[Libreoffice] concept for c++ based subsequenttests
mstahl at redhat.com
Wed Nov 30 09:24:19 PST 2011
On 30/11/11 14:59, Markus Mohrhard wrote:
> after we enabled subsequenttests in sc again we have now a lot of
> failing tests. Instead of debugging the java based tests I plan to
> rewrite them in c++ and fix them during that.
> The test itself is a bit ridiculous
so it is a faithful reproduction of the qadevOOo tests :)
> - having test files instead of code that fills the cells make it
> easier to use the test data outside of the test ( e.g. debugging a
> problem, having a testdocument with known result for some actions)
hmm... am somewhat unsure about this: the ODF import uses the UNO API to
a large extent, so it could be possible that the test breaks because the
API used by the import is borked, before you get to the actual test of
that same API that would point out directly the failing method (which is
much easier to debug than a somehow wrong import).
> - only a little bit of code needed for a new test, most code is shared
> with our in-build tests
that is of course an advantage of your approach.
> - porting old tests is straightforward
> - does not need an installation
> - needs much more makefile lines than the old tests ( there might be a
> solution to this )
seems makefile is so big that it didn't fit in the mail ;)
i am somewhat unsure if the current approach of having essentially a
custom makefile for each test is the right way to go; sure you don't
need a running office, but instead every test makefile needs careful
maintenance so all the dependencies are mentioned (which are not always
obvious), and custom rdbs and stuff.
now if only we could run soffice from the solver directly...

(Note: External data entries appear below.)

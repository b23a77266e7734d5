// UI module for rendering the TUI.
// Contains widgets for breadcrumbs, views, the location prompt, and the help overlay.

mod breadcrumb;
mod list;
mod modal;
pub mod relative;

use chrono::{TimeDelta, Utc};
use ratatui::{prelude::*, widgets::*};

use crate::app::{App, ScreenState};
use crate::state::{NoticeLevel, View};

pub use list::item_details;
pub use relative::relative_time;

/// How long a notice stays in the status bar.
const NOTICE_SECS: i64 = 8;

/// Main draw function that renders the entire UI.
pub fn draw(frame: &mut Frame, app: &mut App, screen: &ScreenState) {
    let chunks = Layout::default()
        .direction(Direction::Vertical)
        .constraints([
            Constraint::Length(2), // Breadcrumb
            Constraint::Min(1),    // Main content
            Constraint::Length(1), // Status bar
        ])
        .split(frame.area());

    let location = app.location();
    breadcrumb::draw_controls(
        frame,
        screen.controls.as_ref(),
        &location.to_string(),
        screen.rendered_at,
        chunks[0],
    );

    let now = app.now();
    list::draw_view(frame, &screen.view, &mut app.list_state, app.scroll, now, chunks[1]);

    draw_status_bar(frame, screen, chunks[2]);

    // Overlays are rendered last, on top of everything
    if app.show_help {
        draw_help_overlay(frame);
    }
    if let Some(input) = &app.location_input {
        modal::draw_location_modal(frame, input);
    }
}

/// Draw the status bar: the latest notice while it is fresh, keybinding hints otherwise.
fn draw_status_bar(frame: &mut Frame, screen: &ScreenState, area: Rect) {
    let recent = screen
        .notices
        .last()
        .filter(|notice| Utc::now() - notice.timestamp < TimeDelta::seconds(NOTICE_SECS));

    if let Some(notice) = recent {
        let color = match notice.level {
            NoticeLevel::Info => Color::Cyan,
            NoticeLevel::Warn => Color::Yellow,
        };
        let line = Line::from(Span::styled(format!(" {}", notice.message), Style::default().fg(color)));
        frame.render_widget(Paragraph::new(line), area);
        return;
    }

    let mut hints = vec![
        Span::raw(" ↑↓ "),
        Span::styled("Navigate", Style::default().fg(Color::DarkGray)),
        Span::raw("  ↵ "),
        Span::styled("Open", Style::default().fg(Color::DarkGray)),
        Span::raw("  Esc "),
        Span::styled("Back", Style::default().fg(Color::DarkGray)),
    ];
    let controls = screen.controls.as_ref();
    if controls.is_some_and(|c| c.read_button) {
        hints.push(Span::raw("  m "));
        hints.push(Span::styled("Mark read", Style::default().fg(Color::DarkGray)));
    }
    if controls.is_some_and(|c| c.open_button.is_some()) {
        hints.push(Span::raw("  o "));
        hints.push(Span::styled("Link", Style::default().fg(Color::DarkGray)));
    }
    hints.extend([
        Span::raw("  r "),
        Span::styled("Refresh", Style::default().fg(Color::DarkGray)),
        Span::raw("  g "),
        Span::styled("Go to", Style::default().fg(Color::DarkGray)),
        Span::raw("  ? "),
        Span::styled("Help", Style::default().fg(Color::DarkGray)),
        Span::raw("  q "),
        Span::styled("Quit", Style::default().fg(Color::DarkGray)),
    ]);

    if screen.view == View::Loading {
        hints.push(Span::styled("  loading…", Style::default().fg(Color::Yellow)));
    }

    frame.render_widget(Paragraph::new(Line::from(hints)), area);
}

/// Draw the help overlay.
fn draw_help_overlay(frame: &mut Frame) {
    let area = frame.area();

    // Create a centered popup
    let popup_width = 50;
    let popup_height = 17;
    let popup_x = (area.width.saturating_sub(popup_width)) / 2;
    let popup_y = (area.height.saturating_sub(popup_height)) / 2;

    let popup_area = Rect::new(popup_x, popup_y, popup_width, popup_height).intersection(area);

    // Clear the area behind the popup
    frame.render_widget(Clear, popup_area);

    let key = |keys: &'static str, action: &'static str| {
        Line::from(vec![
            Span::styled(keys, Style::default().fg(Color::Cyan)),
            Span::raw(action),
        ])
    };

    let help_text = vec![
        Line::from(vec![Span::styled(
            "Keyboard Shortcuts",
            Style::default().add_modifier(Modifier::BOLD),
        )]),
        Line::from(""),
        key("  ↑/↓ or j/k    ", "Move selection / scroll item"),
        key("  PgUp/PgDn     ", "Scroll item"),
        key("  Enter or l    ", "Open feed or item"),
        key("  Esc or h      ", "Go back"),
        key("  m             ", "Mark all as read"),
        key("  o             ", "Show item link"),
        key("  r             ", "Reload without cache"),
        key("  g             ", "Go to location (#token:...)"),
        key("  ?             ", "Show/hide this help"),
        key("  q             ", "Quit"),
        Line::from(""),
        Line::from(vec![
            Span::styled("Press ", Style::default().fg(Color::DarkGray)),
            Span::styled("Esc", Style::default().fg(Color::Yellow)),
            Span::styled(" or ", Style::default().fg(Color::DarkGray)),
            Span::styled("?", Style::default().fg(Color::Yellow)),
            Span::styled(" to close", Style::default().fg(Color::DarkGray)),
        ]),
    ];

    let help_paragraph = Paragraph::new(help_text)
        .block(
            Block::default()
                .borders(Borders::ALL)
                .border_style(Style::default().fg(Color::Cyan))
                .title(" Help ")
                .title_style(
                    Style::default()
                        .fg(Color::Cyan)
                        .add_modifier(Modifier::BOLD),
                ),
        )
        .alignment(Alignment::Left);

    frame.render_widget(help_paragraph, popup_area);
}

> The concept needs still a lot of love and is only intended as starting
> point. I hope that this makes debugging subsequenttests easier and
> writing new tests as easy as writing in-build tests.
> Do you have comments or suggestions?
i second Stephan's request about not using qa/unoapi: that has a very
specific meaning firmly tied to the qadevOOo mess.
hmmm.... i wonder if it would make sense to have UNO API tests written
in Python: that should be much easier on the eyes than boilerplate-heavy
C++/Java... and i think there is a need for tests at the UNO API level
no matter how many core C++ level tests we have, because there is really
no other way to find regressions in that area (nobody tests that
manually), might as well try to maximize the productivity...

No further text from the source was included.